Another night NOT drinking

So he strode out of the pub, his wits in hand. Looking up and down the street he decided to glide north. He knew no one in that direction; his house wasn't in that direction, hell, even his car was the other way. But, he needed to walk, and walk he did.

It's cold. There's a snow flurry happening that wasn't mentioned during the news... go figure. It was *think time*. A time to just empty his head of the shineola that had gathered there.

Bartenders must make the BEST non-drinkers. All night long they stand there and watch people drink and make an ass out of themselves. They must learn SOMETHING.

You should get college credit for sitting at a bar all night. You learn so much about life and the ways of man by watching others make mistakes all night...

Potato skins are NOT cuisine. They are what normally goes in the garbage. (but, strangely tasty, though!!! )

"House Wine" is the equivalent of "sloppy seconds". Friends don't let friends drink "House Wine".
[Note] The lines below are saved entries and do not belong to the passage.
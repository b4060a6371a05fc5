use chrono::NaiveDateTime;
use diesel::prelude::*;

use crate::domain::cliente::{
    Cliente as DomainCliente, NewCliente as DomainNewCliente,
    UpdateCliente as DomainUpdateCliente,
};
use crate::domain::types::{Dni, TypeConstraintError};

#[derive(Debug, Clone, Queryable, Selectable)]
#[diesel(table_name = crate::schema::clientes)]
/// Diesel model for [`crate::domain::cliente::Cliente`].
pub struct Cliente {
    pub dni: String,
    pub nombre: String,
    pub apellido: String,
    pub direccion: String,
    pub codigo_postal: String,
    pub telefono: String,
    pub correo: String,
    pub imagen: Option<String>,
    pub created_at: NaiveDateTime,
    pub updated_at: NaiveDateTime,
}

#[derive(Insertable)]
#[diesel(table_name = crate::schema::clientes)]
/// Insertable form of [`Cliente`].
pub struct NewCliente<'a> {
    pub dni: &'a str,
    pub nombre: &'a str,
    pub apellido: &'a str,
    pub direccion: &'a str,
    pub codigo_postal: &'a str,
    pub telefono: &'a str,
    pub correo: &'a str,
    pub imagen: Option<&'a str>,
    pub created_at: NaiveDateTime,
    pub updated_at: NaiveDateTime,
}

#[derive(AsChangeset)]
#[diesel(table_name = crate::schema::clientes)]
/// Columns touched by a partial update. `None` fields are skipped.
pub struct UpdateCliente<'a> {
    pub nombre: Option<&'a str>,
    pub apellido: Option<&'a str>,
    pub direccion: Option<&'a str>,
    pub codigo_postal: Option<&'a str>,
    pub telefono: Option<&'a str>,
    pub correo: Option<&'a str>,
    pub updated_at: NaiveDateTime,
}

impl TryFrom<Cliente> for DomainCliente {
    type Error = TypeConstraintError;

    fn try_from(cliente: Cliente) -> Result<Self, Self::Error> {
        Ok(Self {
            dni: Dni::new(cliente.dni)?,
            nombre: cliente.nombre,
            apellido: cliente.apellido,
            direccion: cliente.direccion,
            codigo_postal: cliente.codigo_postal,
            telefono: cliente.telefono,
            correo: cliente.correo,
            imagen: cliente.imagen,
            created_at: cliente.created_at,
            updated_at: cliente.updated_at,
        })
    }
}

impl<'a> NewCliente<'a> {
    pub fn from_domain(cliente: &'a DomainNewCliente, now: NaiveDateTime) -> Self {
        Self {
            dni: cliente.dni.as_str(),
            nombre: cliente.nombre.as_str(),
            apellido: cliente.apellido.as_str(),
            direccion: cliente.direccion.as_str(),
            codigo_postal: cliente.codigo_postal.as_str(),
            telefono: cliente.telefono.as_str(),
            correo: cliente.correo.as_str(),
            imagen: cliente.imagen.as_deref(),
            created_at: now,
            updated_at: now,
        }
    }
}

impl<'a> UpdateCliente<'a> {
    pub fn from_domain(updates: &'a DomainUpdateCliente, now: NaiveDateTime) -> Self {
        Self {
            nombre: updates.nombre.as_ref().map(|v| v.as_str()),
            apellido: updates.apellido.as_ref().map(|v| v.as_str()),
            direccion: updates.direccion.as_ref().map(|v| v.as_str()),
            codigo_postal: updates.codigo_postal.as_ref().map(|v| v.as_str()),
            telefono: updates.telefono.as_ref().map(|v| v.as_str()),
            correo: updates.correo.as_ref().map(|v| v.as_str()),
            updated_at: now,
        }
    }
}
A Pub Crawl should be considered visiting the 4 natural wonders of the world. After 4, everyplace you go is "the greatest place on earth!"

Weathermen should be given a lethal injection of Windex when their prognostications don't come to pass. Up to 3 inches of snow tonight, my azz.

Hershey's Chocolate Kisses should be their own food group.

I just came up with the worst chauvinistic joke... that I won't even share it with the world at large. Suffice to say that... no, nevermind.

Is it really too much to ask to have someone to kiss happy New Year to?
Yeah, I figured as much.

So, he doubled back to his car. Corruptively sober. Slides in behind the wheel of his invisible sedan and pulls out into traffic. As snowflakes start to fall...

"Dammit!!" He yells in disgust. "Alright Joe, you can go." He says undoing the ropes and duct tape.